Plant Molecular Biology and Biotechnology Laboratory, Faculty of Veterinary and Agricultural Sciences, University of Melbourne, Parkville, Melbourne, VIC, Australia.
Department of Plant Breeding, Justus Liebig University, Giessen, Germany.
Plant Reprod. 2021 Sep;34(3):225-242. doi: 10.1007/s00497-021-00411-6. Epub 2021 May 21.
Intron retention is a stage-specific mechanism of functional attenuation of a subset of co-regulated, functionally related genes during early stages of pollen development. To improve our understanding of the gene regulatory mechanisms that drive developmental processes, we performed a genome-wide study of alternative splicing and isoform switching during five key stages of pollen development in field mustard, Brassica rapa. Surprisingly, for several hundred genes (12.3% of the genes analysed), isoform switching results in stage-specific expression of intron-retaining transcripts at the meiotic stage of pollen development. In such cases, we report temporally regulated switching between expression of a canonical, translatable isoform and an intron-retaining transcript that is predicted to produce a truncated and presumably inactive protein. The results suggest a new pervasive mechanism underlying modulation of protein levels in a plant developmental program. The effect is not based on gene expression induction but on the type of transcript produced. We conclude that intron retention is a stage-specific mechanism of functional attenuation of a subset of co-regulated, functionally related genes during meiosis, especially genes related to ribosome biogenesis, mRNA transport and nuclear envelope architecture. We also propose that stage-specific expression of a non-functional isoform of Brassica rapa BrSDG8, a non-redundant member of histone methyltransferase gene family, linked to alternative splicing regulation, may contribute to the intron retention observed.
内含子保留是一组受调控的、功能相关基因在花粉发育早期功能衰减的特定阶段的机制。为了更好地理解调控发育过程的基因调控机制,我们对芸薹属植物芥菜花粉发育的五个关键阶段的选择性剪接和异构体转换进行了全基因组研究。
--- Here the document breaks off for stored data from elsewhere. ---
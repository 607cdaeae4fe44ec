#![allow(dead_code)]

use std::sync::Arc;
use std::time::Duration;

use parking_lot::Mutex;
use tokio::sync::Notify;

use pushrelay::push::{
    BackoffConfig, BackoffStrategy, DispatcherConfig, Notification, OutcomeKind, Platform,
    PushOutcome, PushPayload, StatusReporter,
};

/// 收集所有终态结果
#[derive(Default)]
pub struct CollectingReporter {
    outcomes: Mutex<Vec<PushOutcome>>,
    notify: Notify,
}

impl CollectingReporter {
    pub fn new() -> Arc<Self> {
        Arc::new(Self::default())
    }

    pub fn outcomes(&self) -> Vec<PushOutcome> {
        self.outcomes.lock().clone()
    }

    pub fn len(&self) -> usize {
        self.outcomes.lock().len()
    }

    pub fn count(&self, kind: OutcomeKind) -> usize {
        self.outcomes.lock().iter().filter(|o| o.kind == kind).count()
    }

    pub fn for_token(&self, token: &str) -> Vec<PushOutcome> {
        self.outcomes
            .lock()
            .iter()
            .filter(|o| o.notification.token == token)
            .cloned()
            .collect()
    }

    /// 等待至少 `n` 个结果，超时 panic
    pub async fn wait_for(&self, n: usize, timeout: Duration) {
        let wait = async {
            loop {
                let notified = self.notify.notified();
                tokio::pin!(notified);
                notified.as_mut().enable();
                if self.len() >= n {
                    return;
                }
                notified.await;
            }
        };
        if tokio::time::timeout(timeout, wait).await.is_err() {
            panic!("expected {} outcomes, got {}", n, self.len());
        }
    }
}

impl StatusReporter for CollectingReporter {
    fn emit(&self, outcome: &PushOutcome) {
        self.outcomes.lock().push(outcome.clone());
        self.notify.notify_waiters();
    }
}

pub fn fast_backoff() -> BackoffConfig {
    BackoffConfig {
        strategy: BackoffStrategy::Fixed,
        base_ms: 10,
        max_ms: 10,
        jitter: 0.0,
    }
}

pub fn config(queue_capacity: usize, worker_num: usize) -> DispatcherConfig {
    DispatcherConfig {
        queue_capacity,
        worker_num,
        backoff: fast_backoff(),
        ..Default::default()
    }
}

pub fn notification(platform: Platform, token: &str, max_retry: u32) -> Notification {
    let payload = PushPayload {
        message: "hello".to_string(),
        ..Default::default()
    };
    Notification::new(platform, token, payload, max_retry)
}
令人惊讶的是,对于几百个基因(分析的基因的 12.3%),异构体转换导致在花粉发育的减数分裂阶段特异性表达内含子保留的转录本。在这种情况下,我们报告了在经典的、可翻译的异构体和一个内含子保留的转录本之间表达的时间调节转换,该转录本预计会产生一个截断的、可能无活性的蛋白质。研究结果表明,在植物发育程序中,蛋白水平的调节存在一种新的普遍机制。这种效果不是基于基因表达的诱导,而是基于产生的转录本的类型。我们得出结论,内含子保留是减数分裂过程中一组受调控的、功能相关基因的功能衰减的特定阶段的机制,特别是与核糖体生物发生、mRNA 转运和核膜结构相关的基因。我们还提出,BrSDG8 这种非冗余的组蛋白甲基转移酶基因家族成员的非功能异构体在芥菜中的特异性表达,可能与观察到的内含子保留有关。